Little is known of Thomas Cromwell's early life before 1512, but he is known to have been employed, by the powerful merchant bankers, the Frescobaldi family, dealing in cloth at Syngsson's Market in Middelburg. This city, situated in the Netherlands, was a very important trading centre between England and Flanders, during the Middle Ages.
In the Vatican City archives, are documents, which point to Thomas Cromwell being employed as an agent for Cardinal Christopher Bainbridge, in which he handled English Ecclesiastical issues before the Papal Rota, which was an ecclesiastical court.
ABOVE: PORTRAIT OF THOMAS CROMWELL BY HANS HOLBEIN THE YOUNGER 1532-1533
After the death of Bainbridge on 14th July 1514, who had been poisoned by his own chaplain, Rainaldo da Modena, an Italian priest, Cromwell returned to England. However, by that time he had already married a clothier's daughter, by the name of Elizabeth Wyckes, in the previous year of 1513.
Thomas Cromwell and his wife were to have three children, Gregory, who died in 1531 and two daughters, Anne and Grace, who both died of either the Sweating Sickness or bubonic plague in 1527 the same year that their mother died.
The outstanding administrative abilities possessed by Cromwell, were soon recognised and despite him being a layman, he was put in charge of highly important ecclesiastical business.
It is thought that in the years between 1514 and 1520 he found the time to study law and became a Member of the English Parliament in 1523, at the dissolution of which, he wrote about its unproductiveness to a friend in which he states:
I amongst other have endured a Parliament which continued by the space of xvij whole weeks, where we communied of war, peace, stryfe, contencion, debate, murmmur, grudge, riches, poverty, penwrye, truth, falsehood, justice, equyte, discayte, oppression, magnanymyte, activity, force, attempraunce, treason, murder, felony, counsil,[ation], and also how a common wealth might be edeffyed and continued within our realm. Howbeyt in conclusion we have done as our predecessors have been wont to do, that yes to say as well as we might, and left where we began.
From 1524 to 1527, he helped Cardinal Wolsey, to shut down some minor religious houses in what could be regarded as a prelude,to the later widespread destruction of the monasteries.

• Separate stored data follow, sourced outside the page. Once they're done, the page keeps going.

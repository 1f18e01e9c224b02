use super::types::{ScanSettings, SessionSnapshot, SessionState};
use crate::analysis::{AnalysisCompletion, AnalysisLoop, CompletionReceiver, CompletionSender};
use crate::barcode::BarcodeResult;
use crate::camera::{CameraBindRequest, CameraHandle, CameraProvider, HostSurface, PermissionState};
use crate::detector::{DetectorOptions, DetectorProvider};
use crate::error::{DetectorError, Result, ScanError};
use crate::events::{EventBus, ScannerEvent};
use crate::geometry::{normalize_corner_points, ScreenMetrics};
use crate::stabilizer::StabilizationFilter;
use std::sync::Arc;
use tokio::sync::{mpsc, oneshot};
use tokio_util::sync::CancellationToken;
use tracing::{debug, error, info, warn};
use uuid::Uuid;

/// Requests serialized through the session actor
pub(super) enum SessionCommand {
    StartScan {
        settings: ScanSettings,
        reply: oneshot::Sender<Result<()>>,
    },
    StopScan {
        reply: oneshot::Sender<()>,
    },
    SetTorch {
        enabled: bool,
        reply: oneshot::Sender<Result<()>>,
    },
    ToggleTorch {
        reply: oneshot::Sender<Result<()>>,
    },
    IsTorchEnabled {
        reply: oneshot::Sender<bool>,
    },
    SetZoomRatio {
        ratio: f32,
        reply: oneshot::Sender<Result<()>>,
    },
    GetZoomRatio {
        reply: oneshot::Sender<Result<f32>>,
    },
    GetMinZoomRatio {
        reply: oneshot::Sender<Result<f32>>,
    },
    GetMaxZoomRatio {
        reply: oneshot::Sender<Result<f32>>,
    },
    Snapshot {
        reply: oneshot::Sender<SessionSnapshot>,
    },
}

/// Resources owned by the one running session
pub(super) struct ActiveSession {
    pub id: Uuid,
    pub camera: Box<dyn CameraHandle>,
    pub analysis: Arc<AnalysisLoop>,
    pub cancel: CancellationToken,
}

/// Single owner of all session-scoped state
pub(super) struct SessionActor {
    pub camera_provider: Arc<dyn CameraProvider>,
    pub detector_provider: Arc<dyn DetectorProvider>,
    pub host: Arc<dyn HostSurface>,
    pub screen: Arc<dyn ScreenMetrics>,
    pub event_bus: EventBus,
    pub state: SessionState,
    pub active: Option<ActiveSession>,
    pub settings: Option<ScanSettings>,
    pub filter: StabilizationFilter,
    pub torch_enabled: bool,
    pub completions: CompletionSender,
}

impl SessionActor {
    pub async fn run(
        mut self,
        mut commands: mpsc::Receiver<SessionCommand>,
        mut completions: CompletionReceiver,
    ) {
        debug!("Session actor started");

        loop {
            tokio::select! {
                command = commands.recv() => match command {
                    Some(command) => self.handle_command(command).await,
                    None => break,
                },
                Some(completion) = completions.recv() => self.handle_completion(completion),
            }
        }

        // Every controller handle is gone; release the camera if still held
        self.stop().await;
        debug!("Session actor stopped");
    }

    async fn handle_command(&mut self, command: SessionCommand) {
        match command {
            SessionCommand::StartScan { settings, reply } => {
                let _ = reply.send(self.start(settings).await);
            }
            SessionCommand::StopScan { reply } => {
                self.stop().await;
                let _ = reply.send(());
            }
            SessionCommand::SetTorch { enabled, reply } => {
                let _ = reply.send(self.set_torch(enabled).await);
            }
            SessionCommand::ToggleTorch { reply } => {
                let _ = reply.send(self.toggle_torch().await);
            }
            SessionCommand::IsTorchEnabled { reply } => {
                let _ = reply.send(self.torch_enabled);
            }
            SessionCommand::SetZoomRatio { ratio, reply } => {
                let _ = reply.send(self.set_zoom_ratio(ratio).await);
            }
            SessionCommand::GetZoomRatio { reply } => {
                let _ = reply.send(self.zoom_ratio());
            }
            SessionCommand::GetMinZoomRatio { reply } => {
                let _ = reply.send(self.min_zoom_ratio());
            }
            SessionCommand::GetMaxZoomRatio { reply } => {
                let _ = reply.send(self.max_zoom_ratio());
            }
            SessionCommand::Snapshot { reply } => {
                let _ = reply.send(self.snapshot());
            }
        }
    }

    fn set_state(&mut self, state: SessionState) {
        if self.state == state {
            return;
        }
        debug!("Session state {:?} -> {:?}", self.state, state);
        self.state = state;
        self.emit(ScannerEvent::SessionStateChanged { state });
    }

    fn emit(&self, event: ScannerEvent) {
        if let Err(e) = self.event_bus.publish(event) {
            debug!("Failed to publish scanner event: {}", e);
        }
    }

    async fn ensure_permission(&self) -> Result<()> {
        let state = match self.camera_provider.permission_state().await {
            PermissionState::Prompt => {
                debug!("Camera permission undecided, requesting");
                self.camera_provider.request_permission().await
            }
            state => state,
        };

        match state {
            PermissionState::Granted => Ok(()),
            _ => {
                warn!("Camera permission denied");
                Err(ScanError::PermissionDenied)
            }
        }
    }

    pub async fn start(&mut self, settings: ScanSettings) -> Result<()> {
        if self.state != SessionState::Idle {
            info!("Superseding running scan session");
            self.stop().await;
        }

        self.ensure_permission().await?;

        self.host.hide_background();
        self.set_state(SessionState::Starting);

        let detector = match self
            .detector_provider
            .create(&DetectorOptions::new(settings.formats.clone()))
        {
            Ok(detector) => detector,
            Err(e) => {
                error!("Failed to create detector: {}", e);
                self.abort_start();
                return Err(e.into());
            }
        };

        let session_id = Uuid::new_v4();
        let cancel = CancellationToken::new();
        let analysis = Arc::new(AnalysisLoop::new(
            session_id,
            detector,
            cancel.clone(),
            self.completions.clone(),
        ));

        let request = CameraBindRequest {
            lens_facing: settings.lens_facing,
            resolution: settings.resolution,
        };

        match self.camera_provider.bind(request, analysis.sink()).await {
            Ok(camera) => {
                let delivered = camera.analysis_size();
                info!(
                    "Scan session {} active ({} camera, {}x{}, {} formats)",
                    session_id,
                    settings.lens_facing,
                    delivered.width,
                    delivered.height,
                    if settings.formats.is_empty() {
                        "all".to_string()
                    } else {
                        settings.formats.len().to_string()
                    }
                );
                self.filter.reset();
                self.active = Some(ActiveSession {
                    id: session_id,
                    camera,
                    analysis,
                    cancel,
                });
                self.settings = Some(settings);
                self.set_state(SessionState::Active);
                Ok(())
            }
            Err(e) => {
                error!("Failed to acquire camera: {}", e);
                cancel.cancel();
                self.abort_start();
                Err(e.into())
            }
        }
    }

    fn abort_start(&mut self) {
        self.host.show_background();
        self.set_state(SessionState::Idle);
    }

    /// Tear down whatever is running and return to `Idle`
    pub async fn stop(&mut self) {
        if self.state != SessionState::Idle {
            self.set_state(SessionState::Stopping);
        }

        if let Some(mut active) = self.active.take() {
            active.cancel.cancel();

            if self.torch_enabled {
                if let Err(e) = active.camera.enable_torch(false).await {
                    warn!("Failed to switch torch off: {}", e);
                }
            }

            active.camera.unbind().await;
            info!(
                "Scan session {} stopped ({:?})",
                active.id,
                active.analysis.stats()
            );
        }

        self.torch_enabled = false;
        self.filter.reset();
        self.settings = None;
        self.host.show_background();
        self.set_state(SessionState::Idle);
    }

    fn handle_completion(&mut self, completion: AnalysisCompletion) {
        let current = self
            .active
            .as_ref()
            .filter(|active| !active.cancel.is_cancelled())
            .map(|active| active.id);

        if current != Some(completion.session_id) {
            debug!(
                "Discarding result for frame {} of inactive session {}",
                completion.frame.sequence, completion.session_id
            );
            return;
        }

        match completion.result {
            Ok(detections) => {
                let confirmed = self.filter.filter(detections);
                if confirmed.is_empty() {
                    return;
                }

                let image_size = Some(completion.frame.size());
                let screen_size = self.screen.screen_size();
                let barcodes: Vec<BarcodeResult> = confirmed
                    .into_iter()
                    .map(|detection| {
                        let corners = detection
                            .corner_points
                            .map(|points| normalize_corner_points(points, image_size, screen_size));
                        BarcodeResult::from_detection(detection, corners)
                    })
                    .collect();

                for barcode in &barcodes {
                    self.emit(ScannerEvent::BarcodeScanned {
                        barcode: barcode.clone(),
                    });
                }
                self.emit(ScannerEvent::BarcodesScanned { barcodes });
            }
            Err(DetectorError::Canceled) => {
                debug!("Analysis of frame {} canceled", completion.frame.sequence);
            }
            Err(e) => {
                self.emit(ScannerEvent::ScanError {
                    message: e.to_string(),
                });
            }
        }
    }

    fn snapshot(&self) -> SessionSnapshot {
        SessionSnapshot {
            state: self.state,
            session_id: self.active.as_ref().map(|active| active.id),
            has_camera: self.active.is_some(),
            analysis_size: self.active.as_ref().map(|active| active.camera.analysis_size()),
            torch_enabled: self.torch_enabled,
            tracked_values: self.filter.table().len(),
            settings: self.settings.clone(),
            analysis: self.active.as_ref().map(|active| active.analysis.stats()),
        }
    }
}
//! Mapping of detector corner points into screen-pixel overlay coordinates.
//!
//! The live preview is rendered center-cropped ("fill"), so the frame is
//! scaled until it covers the whole screen and the overflow on one axis is
//! cut evenly from both sides. Corner points follow the same transform.

use serde::{Deserialize, Serialize};

/// Integer pixel position as reported by the detector
#[derive(Debug, Clone, Copy, PartialEq, Eq, Default, Serialize, Deserialize)]
pub struct Point {
    pub x: i32,
    pub y: i32,
}

impl Point {
    pub fn new(x: i32, y: i32) -> Self {
        Self { x, y }
    }
}

#[derive(Debug, Clone, Copy, PartialEq, Eq, Serialize, Deserialize)]
pub struct Size {
    pub width: u32,
    pub height: u32,
}

impl Size {
    pub fn new(width: u32, height: u32) -> Self {
        Self { width, height }
    }

    pub fn is_landscape(&self) -> bool {
        self.width > self.height
    }

    pub fn is_empty(&self) -> bool {
        self.width == 0 || self.height == 0
    }
}

impl From<(u32, u32)> for Size {
    fn from((width, height): (u32, u32)) -> Self {
        Self { width, height }
    }
}

/// Source of the current screen size in device pixels.
///
/// Queried per emission so that device rotation between frames is honoured.
pub trait ScreenMetrics: Send + Sync {
    fn screen_size(&self) -> Option<Size>;
}

/// Screen metrics with a fixed size (configuration or tests)
#[derive(Debug, Clone, Copy)]
pub struct FixedScreen(pub Option<Size>);

impl ScreenMetrics for FixedScreen {
    fn screen_size(&self) -> Option<Size> {
        self.0
    }
}

/// Cover-fit transform between a frame and the screen
#[derive(Debug, Clone, Copy, PartialEq)]
pub struct CoverFit {
    pub scale: f64,
    pub invisible_width: f64,
    pub invisible_height: f64,
}

impl CoverFit {
    /// Compute the transform, or `None` when either size is degenerate.
    ///
    /// The frame is treated as portrait-native: its width runs along the
    /// screen's vertical axis unless the screen is landscape, in which case
    /// the frame axes are swapped first. `rotation_degrees` on the frame is
    /// deliberately not consulted here.
    pub fn new(image: Size, screen: Size) -> Option<Self> {
        if image.is_empty() || screen.is_empty() {
            return None;
        }

        let (mut iw, mut ih) = (image.width as f64, image.height as f64);
        if screen.is_landscape() {
            std::mem::swap(&mut iw, &mut ih);
        }
        let (sw, sh) = (screen.width as f64, screen.height as f64);

        let scale = (sh / iw).max(sw / ih);

        Some(Self {
            scale,
            invisible_width: ih * scale - sw,
            invisible_height: iw * scale - sh,
        })
    }

    pub fn apply(&self, point: Point) -> Point {
        let x = point.x as f64 * self.scale - self.invisible_width / 2.0;
        let y = point.y as f64 * self.scale - self.invisible_height / 2.0;
        Point::new(x.round() as i32, y.round() as i32)
    }
}

/// Map corner points from frame space into screen space.
///
/// Without both sizes (e.g. a static-image decode) the points are returned
/// unchanged.
pub fn normalize_corner_points(
    points: [Point; 4],
    image_size: Option<Size>,
    screen_size: Option<Size>,
) -> [Point; 4] {
    match (image_size, screen_size) {
        (Some(image), Some(screen)) => match CoverFit::new(image, screen) {
            Some(fit) => points.map(|point| fit.apply(point)),
            None => points,
        },
        _ => points,
    }
}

However, these early monasteries can't be considered to be associated with the main dissolution, for it appears, they were extremely decayed, and corruption was rife.
Therefore, using his powers as Papal Legate, and with full backing from the Pope, Wolsey dissolved thirty of them. The proceeds were not misused, the income being used to found a grammar school in Ipswich and Cardinal College in Oxford.
The Ipswich School continues to flourish and does exceptionately well with university entrances, sending six to twelve students to Oxford and Cambridge every year.
It was in 1529, that the so-called English Reformation Parliament was called, it acquired this title, because it passed and enabled the major items of legislation, that led to the English Reformation.
By 1529, none of Wolsey's attempts had succeeded and it was this failure which, is widely believed to have been the cause of his downfall and arrest. He was stripped of his governmental office and his property.
While travelling towards London from York and in great distress, having been arrested by commissioners from the King, on a charge of high treason and knowing full well what fate was awaiting him, he died at Leicester Abbey on 29th November 1530, having informed the Abbot, "I have come to leave my bones among you."
Thomas Cromwell, was a lawyer who resented the privileges of the clergy to summon laity to their courts. He was also very hostile to the Roman Theology having been greatly influenced by Martin Luther's evangelicanism.
He was also a Member of Parliament, who saw how Parliament could be used to bring about Royal Supremacy, (The Act of Supremacy 1534) which is what Henry VIII of England wanted, while at the same time furthering the religeous beliefs and practices of himself and his similarly minded friends.
Friends who included Thomas Cranmer, the future Archbishop of Canterbury, who would be given the position in 1532.